‘a load of cobblers’: meaning and origin

In British English, cobbler, short for cobbler’s awl 1, is rhyming slang 2 for ball.

1 The noun awl designates a pointed hand tool with a fluted blade used for piercing holes in leather.

2 Rhyming slang is a type of slang that replaces words with rhyming words or phrases, typically with the rhyming element omitted. For example, in the phrase not to have a scooby, meaning not to have a clue, scooby is:
– short for Scooby Doo, the name of a cartoon dog which features in several U.S. television series and films;
– rhyming slang for clue.

The earliest occurrence in print of cobbler, rhyming slang for ball, is from Cheapjack: Being the True History of a Young Man’s Adventures as a Fortune-Teller, Grafter, Knocker-Worker, and Mounted Pitcher on the Market-Places and Fairgrounds of a Modern but still Romantic England (London: William Heinemann Ltd. – New York: Frederick Stokes & Company, 1934), by Philip Allingham:

I had last seen him [= London Joe] on a fair in the north where he had been working “the cobbler.” This is the same sort of game as “the spot.” […]
The cobbler is even more simple. It is a ball game—“cobbler” is the slang for ball—and London Joe’s joint is probably known by the majority of suckers as “the swinging ball game.”
All the player is asked to do is to swing a ball that hangs from the top of the stall by a piece of string. If he can knock down a small skittle with the ball on its backward swing he wins a prize.

The plural cobblers, rhyming slang for balls, i.e., testicles, occurs for example in The Gilt Kid (Jonathan Cape – London, 1936), a novel set in London, particularly in the underworld of Soho, by the British author James Curtis (born Geoffrey Basil Maiden – 1907-77)—in the following passage, the eponymous hero and a character named Scaley have just got trapped while committing a burglary:

‘Well, they got us by the cobblers.’
‘How d’you figure that out?’
‘[…] All they got to do now is to shut that bloody door and drop the bar. You can’t screw that, not with the bar down. We can’t get out that way.’

By extension, the plural cobblers is used figuratively to mean nonsense, rubbish—especially in the phrase a load of cobblers and variants.

This phrase is first recorded in print—as that’s all cobblers—in Against the Law (London: Weidenfeld & Nicolson, 1955), by Peter Wildeblood (1923-1999), journalist and campaigner for homosexual law reform.

These are the earliest occurrences of the phrase that I have found, in chronological order:

1-: From a television review by George Melly, published in The Observer (London, England) of Sunday 4th August 1963:

A load of old cobblers

It’s been a hard week to feel glad you are British, and with a few notable exceptions the two channels haven’t made it any easier.
“You don’t ’alf talk a load of old cobblers” said the patient Harold Steptoe 3, to his demonic little dad.
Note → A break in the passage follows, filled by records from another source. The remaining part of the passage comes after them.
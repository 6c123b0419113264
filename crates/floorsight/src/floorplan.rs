//! Validated floor plan: one boundary polygon plus opaque obstacles, flattened into segments.
//!
//! Index 0 of the polygon collection is the boundary (outer wall); indices `1..` are obstacles.
//! The same indices tag every [`Segment`] and key the feature table.
use tracing::debug;

use crate::error::{Error, Result};
use crate::geometry::{Aabb, Point, Polygon, Segment};

/// Index of the boundary polygon in the collection.
pub const BOUNDARY_INDEX: usize = 0;

/// Where a point sits relative to the floor plan.
#[derive(Clone, Copy, Debug, PartialEq, Eq)]
pub enum Location {
    /// Inside the boundary and outside every obstacle.
    Free,
    /// Outside the boundary, on its edge, or non-finite.
    OutsideBoundary,
    /// Inside, or on an edge of, the obstacle with this collection index.
    InsideObstacle(usize),
}

/// Boundary and obstacles with the flattened segment list used by the sweep.
#[derive(Clone, Debug)]
pub struct FloorPlan {
    polygons: Vec<Polygon>,
    segments: Vec<Segment>,
    bounds: Aabb,
}

impl FloorPlan {
    /// Validate and index a boundary plus obstacles.
    pub fn build(boundary: Polygon, obstacles: Vec<Polygon>) -> Result<Self> {
        let mut polygons = Vec::with_capacity(obstacles.len() + 1);
        polygons.push(boundary);
        polygons.extend(obstacles);
        Self::from_polygons(polygons)
    }

    /// Build from a collection whose first entry is the boundary.
    pub fn from_polygons(polygons: Vec<Polygon>) -> Result<Self> {
        if polygons.is_empty() {
            return Err(Error::EmptyObstacleSet);
        }

        let mut normalized = Vec::with_capacity(polygons.len());
        for (index, polygon) in polygons.iter().enumerate() {
            let role = if index == BOUNDARY_INDEX {
                "boundary".to_string()
            } else {
                format!("obstacle {index}")
            };
            if !polygon.is_finite() {
                return Err(Error::InvalidGeometry(format!(
                    "{role} has non-finite coordinates"
                )));
            }
            let poly = polygon.normalized();
            if poly.len() < 3 {
                return Err(Error::InvalidGeometry(format!(
                    "{role} has {} distinct vertices; at least 3 are required",
                    poly.len()
                )));
            }
            if poly.area() == 0.0 {
                return Err(Error::InvalidGeometry(format!("{role} has zero area")));
            }
            normalized.push(poly);
        }

        let bounds = normalized[BOUNDARY_INDEX]
            .bounds()
            .ok_or_else(|| Error::InvalidGeometry("boundary has no vertices".into()))?;
        let segments: Vec<Segment> = normalized
            .iter()
            .enumerate()
            .flat_map(|(index, poly)| poly.segments(index).collect::<Vec<_>>())
            .collect();

        debug!(
            "Floor plan built: {} obstacles, {} segments.",
            normalized.len() - 1,
            segments.len()
        );

        Ok(Self {
            polygons: normalized,
            segments,
            bounds,
        })
    }

    pub fn boundary(&self) -> &Polygon {
        &self.polygons[BOUNDARY_INDEX]
    }

    /// Obstacles only, in collection order (collection index = slice index + 1).
    pub fn obstacles(&self) -> &[Polygon] {
        &self.polygons[BOUNDARY_INDEX + 1..]
    }

    /// Boundary followed by obstacles.
    pub fn polygons(&self) -> &[Polygon] {
        &self.polygons
    }

    /// Polygon at a collection index (0 is the boundary).
    pub fn polygon(&self, index: usize) -> Option<&Polygon> {
        self.polygons.get(index)
    }

    /// Obstacle at a collection index; `None` for the boundary or an out-of-range index.
    pub fn obstacle(&self, index: usize) -> Option<&Polygon> {
        if index == BOUNDARY_INDEX {
            return None;
        }
        self.polygons.get(index)
    }

    pub fn obstacle_count(&self) -> usize {
        self.polygons.len() - 1
    }

    /// Every boundary and obstacle edge.
    pub fn segments(&self) -> &[Segment] {
        &self.segments
    }

    /// Bounding box of the boundary.
    pub fn bounds(&self) -> Aabb {
        self.bounds
    }

    /// Classify a point against the boundary and every obstacle.
    ///
    /// A point on an obstacle edge is reported as inside that obstacle so a valid viewpoint
    /// never sits on an occluding segment.
    pub fn classify(&self, p: Point) -> Location {
        if !p.is_finite() || !self.bounds.contains(p) || !self.boundary().contains(p) {
            return Location::OutsideBoundary;
        }
        for (index, obstacle) in self.polygons.iter().enumerate().skip(1) {
            if obstacle.contains(p) || obstacle.on_boundary(p) {
                return Location::InsideObstacle(index);
            }
        }
        Location::Free
    }

    /// `true` iff `p` is inside the boundary and outside every obstacle.
    pub fn is_free_space(&self, p: Point) -> bool {
        self.classify(p) == Location::Free
    }

    /// Validate a viewpoint, returning the matching error when it is not in free space.
    pub fn check_viewpoint(&self, p: Point) -> Result<()> {
        match self.classify(p) {
            Location::Free => Ok(()),
            Location::OutsideBoundary => Err(Error::ViewpointOutsideBoundary { x: p.x, y: p.y }),
            Location::InsideObstacle(index) => Err(Error::ViewpointInsideObstacle {
                index,
                x: p.x,
                y: p.y,
            }),
        }
    }

    /// Copy of this plan with one more obstacle.
    pub fn with_obstacle(&self, obstacle: Polygon) -> Result<Self> {
        let mut polygons = self.polygons.clone();
        polygons.push(obstacle);
        Self::from_polygons(polygons)
    }
}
From Wednesday on I found this statement a great help.

3 Harold Steptoe, played by the English actor Harry H. Corbett (1925-1982), is a character in Steptoe and Son, a British sitcom about a father-and-son rag-and-bone business, first broadcast by the BBC from 1962 to 1965; Harold’s father, Albert Steptoe, was played by the Irish actor Wilfrid Brambell (1912-1985).

2-: From a letter by one Robin Smyth, published in The Stage and Television Today (London, England) of Thursday 9th September 1965:

Dear Sir,
I feel obliged to reply to your correspondent, Alan Hardman (Television Today, August 26), who wails so bitterly and so egotistically about his misfortunate career […].
[…]
I must be blunt, Mister Hardman, your letter was a right load of cobblers.

3-: From a book review by Irving Wardle, published in The Observer (London, England) of Sunday 15th May 1966:

It doesn’t mean very much to call a book readable: the word is too ambiguous. Reviewers, naturally enough, apply it gratefully to any novel they have got through at record speed, no matter how empty the experience. But in novel-reading as in everything else you don’t get something for nothing: you don’t drive through great novels with the windows up, you get out and push. They, too, are readable in the sense that they convince you that the effort is worth while. If readability of this kind is rare it is because the reward, all too often, turns out to be a load of old cobblers.

4-: From the caption to the following cartoon, published in the Daily Mirror (London, England) of Wednesday 21st June 1967:

“I think he must be at that interesting age. He’s just informed me that Aristotle was a load of old cobblers!”